Saved entries:
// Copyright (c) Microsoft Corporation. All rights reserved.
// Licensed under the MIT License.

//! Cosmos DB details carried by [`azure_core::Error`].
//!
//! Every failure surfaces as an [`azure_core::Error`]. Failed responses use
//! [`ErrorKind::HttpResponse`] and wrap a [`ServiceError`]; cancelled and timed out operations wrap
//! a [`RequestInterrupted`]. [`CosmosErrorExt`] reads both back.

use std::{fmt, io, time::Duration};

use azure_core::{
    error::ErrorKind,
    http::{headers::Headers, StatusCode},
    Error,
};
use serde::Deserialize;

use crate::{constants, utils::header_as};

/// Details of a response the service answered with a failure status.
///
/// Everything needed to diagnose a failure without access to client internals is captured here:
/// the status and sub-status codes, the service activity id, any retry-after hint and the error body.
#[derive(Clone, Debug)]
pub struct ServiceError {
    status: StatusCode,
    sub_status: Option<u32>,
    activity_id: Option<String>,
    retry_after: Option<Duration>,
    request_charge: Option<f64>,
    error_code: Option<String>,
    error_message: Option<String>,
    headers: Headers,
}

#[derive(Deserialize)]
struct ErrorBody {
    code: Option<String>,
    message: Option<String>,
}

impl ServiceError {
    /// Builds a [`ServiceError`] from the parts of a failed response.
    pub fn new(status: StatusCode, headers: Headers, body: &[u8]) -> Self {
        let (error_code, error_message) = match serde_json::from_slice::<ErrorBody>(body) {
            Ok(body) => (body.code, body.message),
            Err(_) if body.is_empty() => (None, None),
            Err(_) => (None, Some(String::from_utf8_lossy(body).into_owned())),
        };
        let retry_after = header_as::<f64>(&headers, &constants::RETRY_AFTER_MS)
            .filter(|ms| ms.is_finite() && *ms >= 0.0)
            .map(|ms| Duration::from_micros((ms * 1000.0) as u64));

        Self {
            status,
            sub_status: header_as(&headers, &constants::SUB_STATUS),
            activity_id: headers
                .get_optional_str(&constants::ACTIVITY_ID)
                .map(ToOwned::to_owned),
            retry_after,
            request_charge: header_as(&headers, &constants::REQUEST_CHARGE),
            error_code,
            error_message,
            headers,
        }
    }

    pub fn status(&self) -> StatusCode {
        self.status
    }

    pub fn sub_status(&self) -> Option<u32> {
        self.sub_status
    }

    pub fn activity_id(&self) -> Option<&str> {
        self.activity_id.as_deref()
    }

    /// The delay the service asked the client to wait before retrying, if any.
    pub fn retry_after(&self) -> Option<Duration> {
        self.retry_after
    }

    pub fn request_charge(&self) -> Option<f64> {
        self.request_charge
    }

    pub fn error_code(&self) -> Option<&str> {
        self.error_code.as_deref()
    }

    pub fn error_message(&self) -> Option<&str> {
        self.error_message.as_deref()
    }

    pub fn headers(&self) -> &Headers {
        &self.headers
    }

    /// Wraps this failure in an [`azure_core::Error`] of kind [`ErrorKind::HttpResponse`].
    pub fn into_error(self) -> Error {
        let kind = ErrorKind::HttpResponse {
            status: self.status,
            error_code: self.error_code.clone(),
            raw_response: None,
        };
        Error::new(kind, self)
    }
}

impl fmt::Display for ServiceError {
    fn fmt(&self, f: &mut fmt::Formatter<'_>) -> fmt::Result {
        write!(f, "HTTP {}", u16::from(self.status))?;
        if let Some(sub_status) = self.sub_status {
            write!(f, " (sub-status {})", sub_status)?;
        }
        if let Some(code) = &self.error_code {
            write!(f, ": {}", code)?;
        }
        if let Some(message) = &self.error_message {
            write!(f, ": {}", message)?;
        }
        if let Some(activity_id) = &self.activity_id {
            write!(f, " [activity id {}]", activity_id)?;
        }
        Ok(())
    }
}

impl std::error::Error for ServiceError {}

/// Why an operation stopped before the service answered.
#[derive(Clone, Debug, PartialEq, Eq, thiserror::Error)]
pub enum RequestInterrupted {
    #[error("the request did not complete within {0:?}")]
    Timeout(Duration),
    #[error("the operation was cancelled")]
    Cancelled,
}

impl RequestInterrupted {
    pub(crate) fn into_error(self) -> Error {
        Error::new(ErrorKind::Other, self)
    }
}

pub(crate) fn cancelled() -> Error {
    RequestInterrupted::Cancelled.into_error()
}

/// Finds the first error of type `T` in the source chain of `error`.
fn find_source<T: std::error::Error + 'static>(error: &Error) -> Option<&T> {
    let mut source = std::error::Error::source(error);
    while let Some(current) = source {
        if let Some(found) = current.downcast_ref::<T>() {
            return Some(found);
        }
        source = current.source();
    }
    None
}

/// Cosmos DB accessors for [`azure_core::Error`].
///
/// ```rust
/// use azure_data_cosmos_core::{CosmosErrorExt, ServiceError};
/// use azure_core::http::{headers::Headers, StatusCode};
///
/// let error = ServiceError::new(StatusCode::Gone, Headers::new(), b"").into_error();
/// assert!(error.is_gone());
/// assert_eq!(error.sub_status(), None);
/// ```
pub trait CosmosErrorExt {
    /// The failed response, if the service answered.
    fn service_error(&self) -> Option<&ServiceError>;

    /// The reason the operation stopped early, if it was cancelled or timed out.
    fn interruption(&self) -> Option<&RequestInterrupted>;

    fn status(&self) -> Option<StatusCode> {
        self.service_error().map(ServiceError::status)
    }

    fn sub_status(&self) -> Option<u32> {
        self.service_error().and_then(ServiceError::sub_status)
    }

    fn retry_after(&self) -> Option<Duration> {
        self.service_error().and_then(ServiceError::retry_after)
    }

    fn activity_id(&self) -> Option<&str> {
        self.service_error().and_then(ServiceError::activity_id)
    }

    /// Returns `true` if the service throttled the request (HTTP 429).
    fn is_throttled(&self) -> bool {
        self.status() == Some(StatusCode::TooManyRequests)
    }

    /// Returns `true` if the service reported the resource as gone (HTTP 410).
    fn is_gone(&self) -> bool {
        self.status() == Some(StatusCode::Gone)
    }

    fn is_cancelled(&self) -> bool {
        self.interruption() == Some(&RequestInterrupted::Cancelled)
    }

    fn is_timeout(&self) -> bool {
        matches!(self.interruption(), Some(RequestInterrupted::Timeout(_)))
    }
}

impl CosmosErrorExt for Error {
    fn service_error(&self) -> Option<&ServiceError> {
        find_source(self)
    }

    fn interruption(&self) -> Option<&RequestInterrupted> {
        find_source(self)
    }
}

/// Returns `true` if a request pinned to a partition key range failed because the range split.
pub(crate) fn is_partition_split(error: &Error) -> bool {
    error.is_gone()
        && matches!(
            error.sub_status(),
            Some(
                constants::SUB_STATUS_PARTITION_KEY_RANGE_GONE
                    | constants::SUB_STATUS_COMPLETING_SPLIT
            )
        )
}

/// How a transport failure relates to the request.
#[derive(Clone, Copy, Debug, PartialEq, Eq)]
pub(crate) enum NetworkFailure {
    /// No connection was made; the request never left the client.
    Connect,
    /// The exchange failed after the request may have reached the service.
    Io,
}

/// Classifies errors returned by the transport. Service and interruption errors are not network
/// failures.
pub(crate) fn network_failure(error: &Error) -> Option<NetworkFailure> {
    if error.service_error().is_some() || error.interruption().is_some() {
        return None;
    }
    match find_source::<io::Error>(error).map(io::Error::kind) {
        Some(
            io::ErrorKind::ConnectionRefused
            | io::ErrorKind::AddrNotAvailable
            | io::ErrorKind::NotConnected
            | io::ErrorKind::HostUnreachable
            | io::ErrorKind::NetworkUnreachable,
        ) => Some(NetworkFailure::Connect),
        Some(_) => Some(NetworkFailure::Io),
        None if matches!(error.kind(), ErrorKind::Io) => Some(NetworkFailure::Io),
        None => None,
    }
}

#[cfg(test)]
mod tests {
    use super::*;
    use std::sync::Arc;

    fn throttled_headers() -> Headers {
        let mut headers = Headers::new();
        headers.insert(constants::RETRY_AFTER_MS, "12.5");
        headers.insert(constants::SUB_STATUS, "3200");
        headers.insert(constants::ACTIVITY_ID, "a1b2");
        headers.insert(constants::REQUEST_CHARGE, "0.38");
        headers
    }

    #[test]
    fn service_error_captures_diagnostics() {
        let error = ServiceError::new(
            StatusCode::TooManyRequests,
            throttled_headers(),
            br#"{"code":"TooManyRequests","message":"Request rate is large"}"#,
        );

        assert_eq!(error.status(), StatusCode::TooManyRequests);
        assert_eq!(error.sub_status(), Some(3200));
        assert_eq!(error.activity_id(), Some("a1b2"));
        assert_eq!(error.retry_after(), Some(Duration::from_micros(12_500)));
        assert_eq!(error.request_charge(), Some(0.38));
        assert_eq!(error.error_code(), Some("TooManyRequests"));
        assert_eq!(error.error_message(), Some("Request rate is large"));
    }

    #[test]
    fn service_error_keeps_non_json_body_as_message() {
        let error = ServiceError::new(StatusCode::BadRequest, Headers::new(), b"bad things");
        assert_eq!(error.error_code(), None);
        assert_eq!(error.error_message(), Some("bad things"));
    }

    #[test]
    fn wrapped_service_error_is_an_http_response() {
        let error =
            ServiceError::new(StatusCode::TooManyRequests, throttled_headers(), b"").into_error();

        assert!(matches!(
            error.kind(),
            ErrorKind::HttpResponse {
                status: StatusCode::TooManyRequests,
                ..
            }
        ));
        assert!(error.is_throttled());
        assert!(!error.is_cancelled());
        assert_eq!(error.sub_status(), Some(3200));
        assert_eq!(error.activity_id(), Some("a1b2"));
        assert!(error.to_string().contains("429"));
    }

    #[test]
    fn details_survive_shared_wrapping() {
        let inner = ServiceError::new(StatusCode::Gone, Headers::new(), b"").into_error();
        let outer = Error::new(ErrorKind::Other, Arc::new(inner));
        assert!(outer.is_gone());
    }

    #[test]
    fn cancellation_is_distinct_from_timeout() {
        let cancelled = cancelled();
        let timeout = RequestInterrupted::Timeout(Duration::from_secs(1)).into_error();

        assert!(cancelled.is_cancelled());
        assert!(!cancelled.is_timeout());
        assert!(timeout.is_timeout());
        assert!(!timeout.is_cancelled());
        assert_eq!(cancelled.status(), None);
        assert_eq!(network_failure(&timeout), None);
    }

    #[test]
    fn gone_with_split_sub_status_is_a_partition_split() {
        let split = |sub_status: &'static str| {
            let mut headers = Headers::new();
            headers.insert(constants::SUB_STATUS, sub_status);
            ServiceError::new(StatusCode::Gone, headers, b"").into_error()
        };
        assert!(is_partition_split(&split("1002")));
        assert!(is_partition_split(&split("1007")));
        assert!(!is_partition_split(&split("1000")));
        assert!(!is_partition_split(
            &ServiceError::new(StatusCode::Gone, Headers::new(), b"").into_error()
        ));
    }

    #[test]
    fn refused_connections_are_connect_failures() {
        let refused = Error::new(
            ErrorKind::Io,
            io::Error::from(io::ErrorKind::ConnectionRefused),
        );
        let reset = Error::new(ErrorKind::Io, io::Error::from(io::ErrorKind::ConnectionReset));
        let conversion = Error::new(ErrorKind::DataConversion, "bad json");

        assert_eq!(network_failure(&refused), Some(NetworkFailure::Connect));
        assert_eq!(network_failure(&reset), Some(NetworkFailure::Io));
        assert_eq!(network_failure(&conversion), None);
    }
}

--

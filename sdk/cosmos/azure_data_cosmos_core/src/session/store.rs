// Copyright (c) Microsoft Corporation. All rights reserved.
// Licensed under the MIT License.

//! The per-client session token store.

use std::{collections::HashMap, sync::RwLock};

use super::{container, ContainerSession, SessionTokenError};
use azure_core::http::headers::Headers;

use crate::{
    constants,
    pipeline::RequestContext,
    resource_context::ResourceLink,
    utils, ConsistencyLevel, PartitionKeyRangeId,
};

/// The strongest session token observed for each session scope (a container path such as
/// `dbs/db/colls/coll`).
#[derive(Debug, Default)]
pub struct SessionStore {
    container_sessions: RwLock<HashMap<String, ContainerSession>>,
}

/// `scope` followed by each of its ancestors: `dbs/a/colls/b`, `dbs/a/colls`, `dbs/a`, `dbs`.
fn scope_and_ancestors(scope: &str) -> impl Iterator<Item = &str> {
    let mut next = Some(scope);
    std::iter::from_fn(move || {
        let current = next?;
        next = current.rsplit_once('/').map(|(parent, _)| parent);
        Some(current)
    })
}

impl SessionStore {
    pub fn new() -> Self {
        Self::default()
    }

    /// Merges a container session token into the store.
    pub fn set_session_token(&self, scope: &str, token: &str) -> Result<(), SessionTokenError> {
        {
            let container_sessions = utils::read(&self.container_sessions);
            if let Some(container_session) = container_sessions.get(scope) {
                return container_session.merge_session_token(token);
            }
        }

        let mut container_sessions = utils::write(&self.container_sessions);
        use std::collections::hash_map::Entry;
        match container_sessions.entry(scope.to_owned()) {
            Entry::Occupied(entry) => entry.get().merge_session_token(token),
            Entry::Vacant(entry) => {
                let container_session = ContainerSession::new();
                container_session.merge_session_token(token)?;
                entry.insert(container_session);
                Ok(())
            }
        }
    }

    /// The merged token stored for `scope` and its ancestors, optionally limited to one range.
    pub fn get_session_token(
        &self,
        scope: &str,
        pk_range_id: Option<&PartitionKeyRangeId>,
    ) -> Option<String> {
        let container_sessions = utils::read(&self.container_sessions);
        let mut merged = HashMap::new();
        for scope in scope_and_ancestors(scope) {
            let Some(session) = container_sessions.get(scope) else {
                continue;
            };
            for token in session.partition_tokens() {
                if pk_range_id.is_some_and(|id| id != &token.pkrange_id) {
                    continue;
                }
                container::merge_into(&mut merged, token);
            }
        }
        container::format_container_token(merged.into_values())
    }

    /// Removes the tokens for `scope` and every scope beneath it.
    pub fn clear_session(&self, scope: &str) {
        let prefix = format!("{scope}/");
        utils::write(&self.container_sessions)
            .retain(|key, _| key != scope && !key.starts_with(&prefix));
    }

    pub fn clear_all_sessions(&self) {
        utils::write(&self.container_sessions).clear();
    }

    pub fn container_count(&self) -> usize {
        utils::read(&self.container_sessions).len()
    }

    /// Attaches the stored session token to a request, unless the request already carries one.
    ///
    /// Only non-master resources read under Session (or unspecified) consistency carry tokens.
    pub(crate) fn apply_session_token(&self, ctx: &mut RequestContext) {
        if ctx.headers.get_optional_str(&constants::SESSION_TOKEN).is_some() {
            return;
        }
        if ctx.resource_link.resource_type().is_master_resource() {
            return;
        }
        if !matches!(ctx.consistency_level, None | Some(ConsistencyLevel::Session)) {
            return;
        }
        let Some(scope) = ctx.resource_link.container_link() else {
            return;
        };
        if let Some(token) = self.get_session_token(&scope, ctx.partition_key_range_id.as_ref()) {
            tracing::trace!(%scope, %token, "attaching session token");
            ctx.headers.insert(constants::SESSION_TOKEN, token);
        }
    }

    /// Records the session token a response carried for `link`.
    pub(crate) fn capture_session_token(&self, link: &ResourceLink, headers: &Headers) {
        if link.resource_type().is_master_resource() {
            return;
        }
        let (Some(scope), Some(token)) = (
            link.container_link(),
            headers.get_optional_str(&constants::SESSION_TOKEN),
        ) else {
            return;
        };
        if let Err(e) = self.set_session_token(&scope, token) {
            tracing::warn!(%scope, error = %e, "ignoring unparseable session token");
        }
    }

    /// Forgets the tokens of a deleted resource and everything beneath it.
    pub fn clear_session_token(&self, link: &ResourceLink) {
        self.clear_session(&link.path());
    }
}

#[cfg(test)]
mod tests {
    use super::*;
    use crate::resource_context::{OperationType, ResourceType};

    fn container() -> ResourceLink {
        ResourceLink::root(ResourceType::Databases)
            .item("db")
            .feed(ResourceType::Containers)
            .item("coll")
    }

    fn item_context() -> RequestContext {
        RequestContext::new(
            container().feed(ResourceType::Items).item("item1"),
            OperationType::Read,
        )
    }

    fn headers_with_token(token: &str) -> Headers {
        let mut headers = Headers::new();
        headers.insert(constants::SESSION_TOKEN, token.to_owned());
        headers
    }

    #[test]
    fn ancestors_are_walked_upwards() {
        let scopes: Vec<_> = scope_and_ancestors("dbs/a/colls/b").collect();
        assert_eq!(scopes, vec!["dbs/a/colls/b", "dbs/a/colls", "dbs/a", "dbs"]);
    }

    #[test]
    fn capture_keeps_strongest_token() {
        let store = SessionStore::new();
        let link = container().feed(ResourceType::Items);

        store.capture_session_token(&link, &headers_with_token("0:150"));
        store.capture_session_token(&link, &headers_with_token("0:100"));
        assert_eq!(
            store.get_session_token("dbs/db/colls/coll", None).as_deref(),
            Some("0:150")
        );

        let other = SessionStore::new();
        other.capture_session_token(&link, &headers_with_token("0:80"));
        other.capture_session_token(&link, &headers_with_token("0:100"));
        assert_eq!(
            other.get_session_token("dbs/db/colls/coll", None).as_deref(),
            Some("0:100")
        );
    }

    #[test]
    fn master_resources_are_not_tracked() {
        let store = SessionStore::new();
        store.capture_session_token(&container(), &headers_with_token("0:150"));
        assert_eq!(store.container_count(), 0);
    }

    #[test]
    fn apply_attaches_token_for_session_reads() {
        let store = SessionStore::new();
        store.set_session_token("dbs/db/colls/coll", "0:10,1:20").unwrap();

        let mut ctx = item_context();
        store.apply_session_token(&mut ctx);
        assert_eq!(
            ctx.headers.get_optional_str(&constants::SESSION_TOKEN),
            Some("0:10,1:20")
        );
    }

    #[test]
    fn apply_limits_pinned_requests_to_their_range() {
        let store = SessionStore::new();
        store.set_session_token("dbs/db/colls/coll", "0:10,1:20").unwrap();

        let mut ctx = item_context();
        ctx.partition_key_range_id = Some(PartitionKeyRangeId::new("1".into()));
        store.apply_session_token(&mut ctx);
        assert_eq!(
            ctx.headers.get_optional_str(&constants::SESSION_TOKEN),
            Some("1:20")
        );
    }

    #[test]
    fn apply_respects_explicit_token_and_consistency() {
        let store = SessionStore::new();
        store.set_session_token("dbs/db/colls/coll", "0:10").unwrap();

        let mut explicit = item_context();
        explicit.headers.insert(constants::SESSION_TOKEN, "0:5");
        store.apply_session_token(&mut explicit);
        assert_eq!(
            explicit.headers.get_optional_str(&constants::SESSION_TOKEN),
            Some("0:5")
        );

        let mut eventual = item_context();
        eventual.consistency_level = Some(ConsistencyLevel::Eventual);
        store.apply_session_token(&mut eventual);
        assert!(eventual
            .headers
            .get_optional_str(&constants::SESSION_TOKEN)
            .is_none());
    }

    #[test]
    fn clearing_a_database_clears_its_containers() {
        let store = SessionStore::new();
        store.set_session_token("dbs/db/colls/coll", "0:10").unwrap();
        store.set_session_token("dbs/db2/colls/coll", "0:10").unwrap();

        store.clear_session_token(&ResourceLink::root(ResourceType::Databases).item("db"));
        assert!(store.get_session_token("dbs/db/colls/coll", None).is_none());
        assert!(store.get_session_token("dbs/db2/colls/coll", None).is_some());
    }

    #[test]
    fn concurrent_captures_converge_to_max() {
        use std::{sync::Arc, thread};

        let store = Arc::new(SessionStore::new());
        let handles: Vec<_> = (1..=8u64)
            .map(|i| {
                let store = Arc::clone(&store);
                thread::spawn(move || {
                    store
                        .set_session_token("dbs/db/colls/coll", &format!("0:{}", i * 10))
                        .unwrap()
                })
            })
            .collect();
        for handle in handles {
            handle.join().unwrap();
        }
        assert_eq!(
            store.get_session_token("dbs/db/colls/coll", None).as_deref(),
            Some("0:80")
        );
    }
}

### EXERCISE AIM
The word "reset" may appear in several lines of the data; count those lines and give only the number.

### WRITTEN ANSWER
2